Day 112: Capstone — Multi-Robot Delivery Game

Phase VII — Game Theory for Optimization & Robotics | Week 16 | 2.5 hours Synthesize everything: auctions, congestion, robustness, and learning dynamics in a full warehouse fleet simulation.

Previous: Day 111: Robust Optimization as Games Against Nature
Next: End of curriculum
Week: Week 16 Overview
Chapter: Chapter 10: Game Theory Reference
Curriculum: CURRICULUM.md

OKS Relevance

This capstone IS the OKS fleet problem. Robots compete for aisle capacity while collaboratively completing pick-and-deliver orders. The simulation integrates: auction-based task allocation (Day 110), congestion-aware routing (Day 109), robust replanning when corridors are blocked (Day 111), and decentralized learning dynamics (Days 107-108). The Price of Anarchy directly measures the cost of decentralization in the OKS warehouse.

Theory (45 min)

112.1 Problem Formulation

Warehouse model: A graph $G = (V, E)$ representing the warehouse floor. Nodes are intersections/stations, edges are corridors with capacity and delay functions.

Components integrated:

Component	Game-theoretic concept	Day reference
Task allocation	Combinatorial auction + VCG	Day 110
Corridor routing	Congestion game	Day 109
Edge failures	Robust optimization (game vs nature)	Day 111
Online adaptation	No-regret learning (MWU)	Day 108
Equilibrium analysis	Nash equilibrium + PoA	Days 103, 106

112.2 Auction Phase

Each task $j$ has a value $v_j$, a pickup location $p_j$, and a delivery location $d_j$. Robot $i$ bids $b_i(j) = v_j - c_i(p_j, d_j)$ where $c_i$ is robot $i$'s estimated travel cost. Allocation maximizes welfare via greedy auction.

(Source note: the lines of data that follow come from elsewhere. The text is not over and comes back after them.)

//! Transit role type.

use std::fmt;

/// Error returned when parsing an invalid transit type.
#[derive(Debug, Clone, PartialEq, Eq, thiserror::Error)]
#[error("invalid transit type: {value}")]
pub struct InvalidTransitType {
    value: String,
}

/// The role a transit point plays on a trip: passengers board, alight, or both.
///
/// The trip service stores this as one of the strings `PICKUP`, `DROP`,
/// `BOTH`; `parse` accepts exactly those.
///
/// # Examples
///
/// ```
/// use admin_server::domain::TransitType;
///
/// let t = TransitType::parse("PICKUP").unwrap();
/// assert_eq!(t.as_str(), "PICKUP");
/// assert_eq!(t.label(), "Pickup");
///
/// // Unknown and lowercase values are rejected
/// assert!(TransitType::parse("pickup").is_err());
/// assert!(TransitType::parse("TRANSFER").is_err());
/// ```
#[derive(Debug, Clone, Copy, PartialEq, Eq, Hash)]
pub enum TransitType {
    Pickup,
    Drop,
    Both,
}

impl TransitType {
    /// All transit types, in the order forms present them.
    pub const ALL: [TransitType; 3] = [TransitType::Pickup, TransitType::Drop, TransitType::Both];

    /// Parse a transit type from its wire representation.
    pub fn parse(s: &str) -> Result<Self, InvalidTransitType> {
        match s {
            "PICKUP" => Ok(TransitType::Pickup),
            "DROP" => Ok(TransitType::Drop),
            "BOTH" => Ok(TransitType::Both),
            other => Err(InvalidTransitType {
                value: other.to_string(),
            }),
        }
    }

    /// Returns the wire representation.
    pub fn as_str(&self) -> &'static str {
        match self {
            TransitType::Pickup => "PICKUP",
            TransitType::Drop => "DROP",
            TransitType::Both => "BOTH",
        }
    }

    /// Human-readable label for display.
    pub fn label(&self) -> &'static str {
        match self {
            TransitType::Pickup => "Pickup",
            TransitType::Drop => "Drop-off",
            TransitType::Both => "Pickup & drop-off",
        }
    }
}

impl fmt::Display for TransitType {
    fn fmt(&self, f: &mut fmt::Formatter<'_>) -> fmt::Result {
        f.write_str(self.as_str())
    }
}
//! Withdrawal (wallet command) monitoring.
//!
//! [`watch`] owns the lifecycle of a pending withdrawal: a cancellable timed
//! task that re-fetches the command until it reaches a terminal status.
//! [`scripted`] replays recorded status sequences for tests and local
//! development.

pub mod scripted;
pub mod watch;

pub use scripted::ScriptedCommands;
pub use watch::{CommandStatusSource, GatewayCommandSource, StatusWatcher, WatchConfig};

112.3 Congestion-Aware Routing

After task allocation, each robot chooses a path. The corridor delay on edge $e$ is:

$$d_e(n_e) = \tau_e (1 + \alpha (n_e / c_e)^\beta)$$

where $\tau_e$ is free-flow travel time, $c_e$ is capacity, and $\alpha, \beta$ are BPR parameters. This is a congestion game — the Rosenthal potential guarantees a pure NE exists.

112.4 Robust Replanning

When an edge fails (blocked corridor), robots must reroute. The robust formulation:

$$\min_{\text{paths}} \max_{\text{edge failure} \in \mathcal{F}} \text{total delay}$$

where $\mathcal{F}$ is the set of possible single-edge failures. This is a minimax game against nature.

112.5 Analysis Metrics

Social welfare: Total value of completed tasks minus total travel cost
Price of Anarchy: $\text{PoA} = W^{\text{opt}} / W^{\text{NE}}$ (welfare ratio)
Convergence: How many rounds until learning dynamics stabilize
Robustness: Welfare degradation under worst-case failures

Implementation (60 min)

"""Capstone: Multi-Robot Delivery Game — full warehouse fleet simulation."""
import numpy as np
from collections import defaultdict
from typing import Optional
import heapq

class WarehouseGraph:
    """Warehouse floor as a weighted graph with congestion."""

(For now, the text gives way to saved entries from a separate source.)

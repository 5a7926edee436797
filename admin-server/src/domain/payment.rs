//! Wallet command and transaction types.

use std::fmt;

/// Error returned when parsing an invalid wallet command status.
#[derive(Debug, Clone, PartialEq, Eq, thiserror::Error)]
#[error("invalid wallet command status: {value}")]
pub struct InvalidWalletStatus {
    value: String,
}

/// Resolution status of a withdrawal (wallet) command.
///
/// A command starts at `WaitToResolve`, moves to `WaitToPay` when an
/// operator approves it, and ends in one of the terminal states. The
/// status watcher keeps re-fetching a command until [`is_terminal`]
/// returns true.
///
/// [`is_terminal`]: WalletStatus::is_terminal
#[derive(Debug, Clone, Copy, PartialEq, Eq, Hash)]
pub enum WalletStatus {
    WaitToResolve,
    WaitToPay,
    Rejected,
    Success,
    Returned,
}

impl WalletStatus {
    /// All statuses, in lifecycle order.
    pub const ALL: [WalletStatus; 5] = [
        WalletStatus::WaitToResolve,
        WalletStatus::WaitToPay,
        WalletStatus::Rejected,
        WalletStatus::Success,
        WalletStatus::Returned,
    ];

    /// Parse a status from its wire representation.
    pub fn parse(s: &str) -> Result<Self, InvalidWalletStatus> {
        match s {
            "WAIT_TO_RESOLVE" => Ok(WalletStatus::WaitToResolve),
            "WAIT_TO_PAY" => Ok(WalletStatus::WaitToPay),
            "REJECTED" => Ok(WalletStatus::Rejected),
            "SUCCESS" => Ok(WalletStatus::Success),
            "RETURNED" => Ok(WalletStatus::Returned),
            other => Err(InvalidWalletStatus {
                value: other.to_string(),
            }),
        }
    }

    /// Returns the wire representation.
    pub fn as_str(&self) -> &'static str {
        match self {
            WalletStatus::WaitToResolve => "WAIT_TO_RESOLVE",
            WalletStatus::WaitToPay => "WAIT_TO_PAY",
            WalletStatus::Rejected => "REJECTED",
            WalletStatus::Success => "SUCCESS",
            WalletStatus::Returned => "RETURNED",
        }
    }

    /// Human-readable label for display.
    pub fn label(&self) -> &'static str {
        match self {
            WalletStatus::WaitToResolve => "Awaiting review",
            WalletStatus::WaitToPay => "Awaiting payment",
            WalletStatus::Rejected => "Rejected",
            WalletStatus::Success => "Paid",
            WalletStatus::Returned => "Returned",
        }
    }

    /// True once the command can no longer change state.
    pub fn is_terminal(&self) -> bool {
        matches!(
            self,
            WalletStatus::Rejected | WalletStatus::Success | WalletStatus::Returned
        )
    }

    /// True while an operator action or payment is still outstanding.
    pub fn is_pending(&self) -> bool {
        !self.is_terminal()
    }
}

impl fmt::Display for WalletStatus {
    fn fmt(&self, f: &mut fmt::Formatter<'_>) -> fmt::Result {
        f.write_str(self.as_str())
    }
}

/// Error returned when parsing an invalid transfer type.
#[derive(Debug, Clone, PartialEq, Eq, thiserror::Error)]
#[error("invalid transfer type: {value}")]
pub struct InvalidTransferType {
    value: String,
}

/// Direction of a wallet transaction.
///
/// The payment service uses lowercase `in`/`out` on the wire, unlike the
/// other enums it exposes.
#[derive(Debug, Clone, Copy, PartialEq, Eq, Hash)]
pub enum TransferType {
    In,
    Out,
}

impl TransferType {
    /// Parse a transfer type from its wire representation.
    pub fn parse(s: &str) -> Result<Self, InvalidTransferType> {
        match s {
            "in" => Ok(TransferType::In),
            "out" => Ok(TransferType::Out),
            other => Err(InvalidTransferType {
                value: other.to_string(),
            }),
        }
    }

    /// Returns the wire representation.
    pub fn as_str(&self) -> &'static str {
        match self {
            TransferType::In => "in",
            TransferType::Out => "out",
        }
    }

    /// Human-readable label for display.
    pub fn label(&self) -> &'static str {
        match self {
            TransferType::In => "Money in",
            TransferType::Out => "Money out",
        }
    }
}

impl fmt::Display for TransferType {
    fn fmt(&self, f: &mut fmt::Formatter<'_>) -> fmt::Result {
        f.write_str(self.as_str())
    }
}
/// Live status for the detail page's polling script.
async fn withdrawal_status(
    State(state): State<AppState>,
    headers: HeaderMap,
    Path(command_id): Path<String>,
) -> Result<Json<WithdrawStatusResponse>, AppError> {
    let auth = require_auth(&headers)?;

    {
        let mut watchers = state.watchers.lock().await;
        if let Some(watcher) = watchers.get(&command_id) {
            let status = watcher.latest();
            let finished = watcher.is_finished();
            if finished {
                watchers.remove(&command_id);
            }
            return Ok(Json(WithdrawStatusResponse {
                status: status.map(|s| s.as_str().to_string()),
                label: status.map(|s| s.label().to_string()),
                terminal: status.is_some_and(|s| s.is_terminal()),
                watching: !finished,
            }));
        }
    }

    // No watcher running (server restarted, or nothing was approved here):
    // answer with a one-off fetch.
    let dto = state.gateway.get_wallet_command(&auth.token, &command_id).await?;
    let status = wallet_status(&dto)?;

    Ok(Json(WithdrawStatusResponse {
        status: Some(status.as_str().to_string()),
        label: Some(status.label().to_string()),
        terminal: status.is_terminal(),
        watching: false,
    }))
}

// ============================================================================
// Fallback
// ============================================================================

async fn not_found_page(headers: HeaderMap) -> Result<(StatusCode, Html<String>), AppError> {
    let user_name = AuthContext::from_headers(&headers)
        .map(|a| a.display_name().to_string())
        .unwrap_or_else(|| "Operator".to_string());

    let html = render(ErrorTemplate {
        user_name,
        title: "Page not found".to_string(),
        message: "The page you asked for does not exist.".to_string(),
    })?;

    Ok((StatusCode::NOT_FOUND, html))
}

// ============================================================================
// Errors
// ============================================================================

/// Application error type.
#[derive(Debug)]
pub enum AppError {
    BadRequest { message: String },
    NotFound { message: String },
    Unauthorized,
    Internal { message: String },
}

impl From<GatewayError> for AppError {
    fn from(e: GatewayError) -> Self {
        match e {
            GatewayError::Unauthorized => AppError::Unauthorized,
            GatewayError::NotFound => AppError::NotFound {
                message: "Not found".to_string(),
            },
            other => AppError::Internal {
                message: other.to_string(),
            },
        }
    }
}

impl From<ConvertError> for AppError {
    fn from(e: ConvertError) -> Self {
        AppError::Internal {
            message: e.to_string(),
        }
    }
}

impl From<FieldError> for AppError {
    fn from(e: FieldError) -> Self {
        AppError::BadRequest {
            message: e.to_string(),
        }
    }
}

impl IntoResponse for AppError {
    fn into_response(self) -> axum::response::Response {
        // An expired or rejected token sends the operator back to login
        // with the cookie cleared.
        if let AppError::Unauthorized = self {
            return (
                [(header::SET_COOKIE, logout_cookie())],
                Redirect::to("/login"),
            )
                .into_response();
        }

        let (status, message) = match &self {
            AppError::BadRequest { message } => (StatusCode::BAD_REQUEST, message.clone()),
            AppError::NotFound { message } => (StatusCode::NOT_FOUND, message.clone()),
            AppError::Unauthorized => unreachable!("handled above"),
            AppError::Internal { message } => (StatusCode::INTERNAL_SERVER_ERROR, message.clone()),
        };

        match status {
            StatusCode::INTERNAL_SERVER_ERROR => tracing::error!(%status, %message, "request failed"),
            _ => tracing::warn!(%status, %message, "request rejected"),
        }

        let body = Json(ErrorResponse { error: message });
        (status, body).into_response()
    }
}
//! Wire types for the backend gateway.
//!
//! Field names mirror the gateway's JSON contracts exactly (camelCase,
//! SCREAMING_SNAKE enums, lowercase transfer types). These structs stay dumb:
//! validation into domain types happens in [`convert`](super::convert).

use serde::{Deserialize, Serialize};

/// Single-object response envelope: `{"data": ...}`.
#[derive(Debug, Clone, Deserialize)]
pub struct Envelope<T> {
    pub data: T,
}

/// Paging metadata attached to list responses.
#[derive(Debug, Clone, Deserialize)]
#[serde(rename_all = "camelCase")]
pub struct PageInfo {
    pub page_index: u32,
    pub page_size: u32,
    pub total: u64,
}

impl PageInfo {
    /// Number of pages at this page size.
    pub fn total_pages(&self) -> u64 {
        if self.page_size == 0 {
            return 0;
        }
        self.total.div_ceil(self.page_size as u64)
    }
}

/// List response envelope: `{"data": [...], "page": {...}}`.
#[derive(Debug, Clone, Deserialize)]
pub struct Paged<T> {
    pub data: Vec<T>,
    pub page: PageInfo,
}

/// Common list query parameters. Page indexes are 1-based.
#[derive(Debug, Clone, Serialize)]
#[serde(rename_all = "camelCase")]
pub struct PageQuery {
    pub page_index: u32,
    pub page_size: u32,
    #[serde(skip_serializing_if = "Option::is_none")]
    pub keyword: Option<String>,
    #[serde(skip_serializing_if = "Option::is_none")]
    pub sort_by: Option<String>,
}

impl PageQuery {
    /// First page at the given size, no keyword, no sort.
    pub fn page(page_index: u32, page_size: u32) -> Self {
        Self {
            page_index,
            page_size,
            keyword: None,
            sort_by: None,
        }
    }

    /// Set a search keyword.
    pub fn with_keyword(mut self, keyword: impl Into<String>) -> Self {
        self.keyword = Some(keyword.into());
        self
    }

    /// Set a sort expression (e.g. `name.asc`).
    pub fn with_sort(mut self, sort_by: impl Into<String>) -> Self {
        self.sort_by = Some(sort_by.into());
        self
    }
}

/// Login request body.
#[derive(Debug, Clone, Serialize)]
pub struct LoginRequest {
    pub email: String,
    pub password: String,
}

/// Tokens issued by the IAM service on login.
#[derive(Debug, Clone, Deserialize)]
#[serde(rename_all = "camelCase")]
pub struct LoginResponse {
    pub access_token: String,
    pub refresh_token: String,
}

/// The signed-in account's granted authorities.
#[derive(Debug, Clone, Deserialize)]
#[serde(rename_all = "camelCase")]
pub struct UserAuthority {
    pub user_id: String,
    #[serde(default)]
    pub granted_permissions: Vec<String>,
    #[serde(default)]
    pub is_root: bool,
    #[serde(default)]
    pub role: Option<String>,
}

impl UserAuthority {
    /// Whether this account may use the admin dashboard.
    pub fn is_admin(&self) -> bool {
        self.is_root || self.role.as_deref() == Some("ADMIN")
    }
}

/// A trip row in list responses.
#[derive(Debug, Clone, Serialize, Deserialize)]
#[serde(rename_all = "camelCase")]
pub struct TripDto {
    pub id: String,
    pub code: String,
    pub name: String,
    #[serde(default)]
    pub description: Option<String>,
    #[serde(default)]
    pub created_at: Option<String>,
}

/// A trip with its ordered transits, from the get-by-id endpoint.
#[derive(Debug, Clone, Deserialize)]
#[serde(rename_all = "camelCase")]
pub struct TripDetailsDto {
    pub id: String,
    pub code: String,
    pub name: String,
    #[serde(default)]
    pub description: Option<String>,
    #[serde(default)]
    pub trip_transits: Vec<TripTransitDto>,
}

/// One trip transit as the gateway returns it.
#[derive(Debug, Clone, Deserialize)]
#[serde(rename_all = "camelCase")]
pub struct TripTransitDto {
    #[serde(default)]
    pub id: Option<String>,
    pub transit_point_id: String,
    #[serde(default)]
    pub transit_point: Option<TransitPointDto>,
    pub arrival_time: String,
    pub transit_order: usize,
    #[serde(rename = "type")]
    pub transit_type: String,
}

/// A transit point from the directory.
#[derive(Debug, Clone, Serialize, Deserialize)]
#[serde(rename_all = "camelCase")]
pub struct TransitPointDto {
    pub id: String,
    pub name: String,
    #[serde(default)]
    pub address: String,
    #[serde(default)]
    pub hotline: String,
    #[serde(rename = "type", default)]
    pub kind: Option<String>,
}

/// Body for creating or updating a transit point.
#[derive(Debug, Clone, Serialize)]
#[serde(rename_all = "camelCase")]
pub struct TransitPointInput {
    pub name: String,
    pub address: String,
    pub hotline: String,
    #[serde(rename = "type")]
    pub kind: String,
}

/// A trip schedule (per-date-range pricing entry).
#[derive(Debug, Clone, Serialize, Deserialize)]
#[serde(rename_all = "camelCase")]
pub struct TripScheduleDto {
    #[serde(default)]
    pub id: Option<String>,
    #[serde(default)]
    pub trip_id: Option<String>,
    pub from_date: String,
    pub to_date: String,
    pub price: i64,
    #[serde(rename = "type")]
    pub bus_type: String,
    pub status: String,
}

/// A withdrawal (wallet) command.
#[derive(Debug, Clone, Deserialize)]
#[serde(rename_all = "camelCase")]
pub struct WalletCommandDto {
    pub id: String,
    pub code: String,
    #[serde(default)]
    pub created_by: String,
    #[serde(default)]
    pub created_at: Option<String>,
    pub amount: i64,
    #[serde(default)]
    pub bank_code: String,
    #[serde(default)]
    pub account_number: String,
    #[serde(default)]
    pub receiver_name: String,
    pub status: String,
    #[serde(default)]
    pub payment_link: Option<String>,
}

/// A wallet transaction row.
#[derive(Debug, Clone, Deserialize)]
#[serde(rename_all = "camelCase")]
pub struct TransactionDto {
    pub id: serde_json::Value,
    pub code: String,
    pub transfer_amount: i64,
    pub transfer_type: String,
    #[serde(default)]
    pub created_at: Option<String>,
    #[serde(default)]
    pub description: Option<String>,
}

/// One ticket on a booking's trip leg.
#[derive(Debug, Clone, Deserialize)]
#[serde(rename_all = "camelCase")]
pub struct TicketDto {
    #[serde(default)]
    pub seat_number: Option<String>,
}

/// One leg (departure or return) of a booking.
#[derive(Debug, Clone, Deserialize)]
#[serde(rename_all = "camelCase")]
pub struct BookingTripDto {
    #[serde(default)]
    pub full_name: String,
    #[serde(default)]
    pub route: String,
    #[serde(default)]
    pub tickets: Vec<TicketDto>,
}

/// A booking row.
#[derive(Debug, Clone, Deserialize)]
#[serde(rename_all = "camelCase")]
pub struct BookingDto {
    pub id: String,
    pub code: String,
    pub status: String,
    pub total_price: i64,
    #[serde(default)]
    pub created_at: Option<String>,
    pub departure_trip: BookingTripDto,
    #[serde(default)]
    pub return_trip: Option<BookingTripDto>,
}

/// One row of a statistics series (month or year keyed).
#[derive(Debug, Clone, Deserialize)]
pub struct StatisticPointDto {
    pub key: String,
    pub value: f64,
}
//! Transit point category type.

use std::fmt;

/// Error returned when parsing an invalid transit point kind.
#[derive(Debug, Clone, PartialEq, Eq, thiserror::Error)]
#[error("invalid transit point kind: {value}")]
pub struct InvalidTransitPointKind {
    value: String,
}

/// The category of a transit point in the directory.
///
/// Stored on the wire as `PLACE`, `STATION`, `OFFICE`, or `TRANSPORT`.
#[derive(Debug, Clone, Copy, PartialEq, Eq, Hash)]
pub enum TransitPointKind {
    Place,
    Station,
    Office,
    Transport,
}

impl TransitPointKind {
    /// All kinds, in the order forms present them.
    pub const ALL: [TransitPointKind; 4] = [
        TransitPointKind::Place,
        TransitPointKind::Station,
        TransitPointKind::Office,
        TransitPointKind::Transport,
    ];

    /// Parse a kind from its wire representation.
    pub fn parse(s: &str) -> Result<Self, InvalidTransitPointKind> {
        match s {
            "PLACE" => Ok(TransitPointKind::Place),
            "STATION" => Ok(TransitPointKind::Station),
            "OFFICE" => Ok(TransitPointKind::Office),
            "TRANSPORT" => Ok(TransitPointKind::Transport),
            other => Err(InvalidTransitPointKind {
                value: other.to_string(),
            }),
        }
    }

    /// Returns the wire representation.
    pub fn as_str(&self) -> &'static str {
        match self {
            TransitPointKind::Place => "PLACE",
            TransitPointKind::Station => "STATION",
            TransitPointKind::Office => "OFFICE",
            TransitPointKind::Transport => "TRANSPORT",
        }
    }

    /// Human-readable label for display.
    pub fn label(&self) -> &'static str {
        match self {
            TransitPointKind::Place => "Place",
            TransitPointKind::Station => "Station",
            TransitPointKind::Office => "Office",
            TransitPointKind::Transport => "Transport hub",
        }
    }
}

impl fmt::Display for TransitPointKind {
    fn fmt(&self, f: &mut fmt::Formatter<'_>) -> fmt::Result {
        f.write_str(self.as_str())
    }
}

#[cfg(test)]
mod tests {
    use super::*;

    #[test]
    fn parse_valid_kinds() {
        assert_eq!(
            TransitPointKind::parse("PLACE").unwrap(),
            TransitPointKind::Place
        );
        assert_eq!(
            TransitPointKind::parse("STATION").unwrap(),
            TransitPointKind::Station
        );
        assert_eq!(
            TransitPointKind::parse("OFFICE").unwrap(),
            TransitPointKind::Office
        );
        assert_eq!(
            TransitPointKind::parse("TRANSPORT").unwrap(),
            TransitPointKind::Transport
        );
    }

    #[test]
    fn reject_unknown() {
        assert!(TransitPointKind::parse("").is_err());
        assert!(TransitPointKind::parse("DEPOT").is_err());
        assert!(TransitPointKind::parse("place").is_err());
    }

    #[test]
    fn as_str_roundtrip() {
        for k in TransitPointKind::ALL {
            assert_eq!(TransitPointKind::parse(k.as_str()).unwrap(), k);
        }
    }
}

    def __init__(self, n_rows: int = 4, n_cols: int = 5):
        self.n_rows = n_rows
        self.n_cols = n_cols
        self.nodes = [(r, c) for r in range(n_rows) for c in range(n_cols)]
        self.edges = {}
        self.failed_edges = set()

        # Create grid edges with free-flow times
        for r in range(n_rows):
            for c in range(n_cols):
                for dr, dc in [(0, 1), (1, 0)]:
                    nr, nc = r + dr, c + dc
                    if 0 <= nr < n_rows and 0 <= nc < n_cols:
                        e = ((r, c), (nr, nc))
                        self.edges[e] = {'tau': 1.0, 'capacity': 2, 'alpha': 0.5, 'beta': 2}
                        self.edges[(e[1], e[0])] = self.edges[e]  # bidirectional

    def delay(self, edge: tuple, congestion: int) -> float:
        """BPR delay function."""
        if edge in self.failed_edges:
            return float('inf')
        e = self.edges.get(edge)
        if e is None:
            return float('inf')
        return e['tau'] * (1 + e['alpha'] * (congestion / e['capacity']) ** e['beta'])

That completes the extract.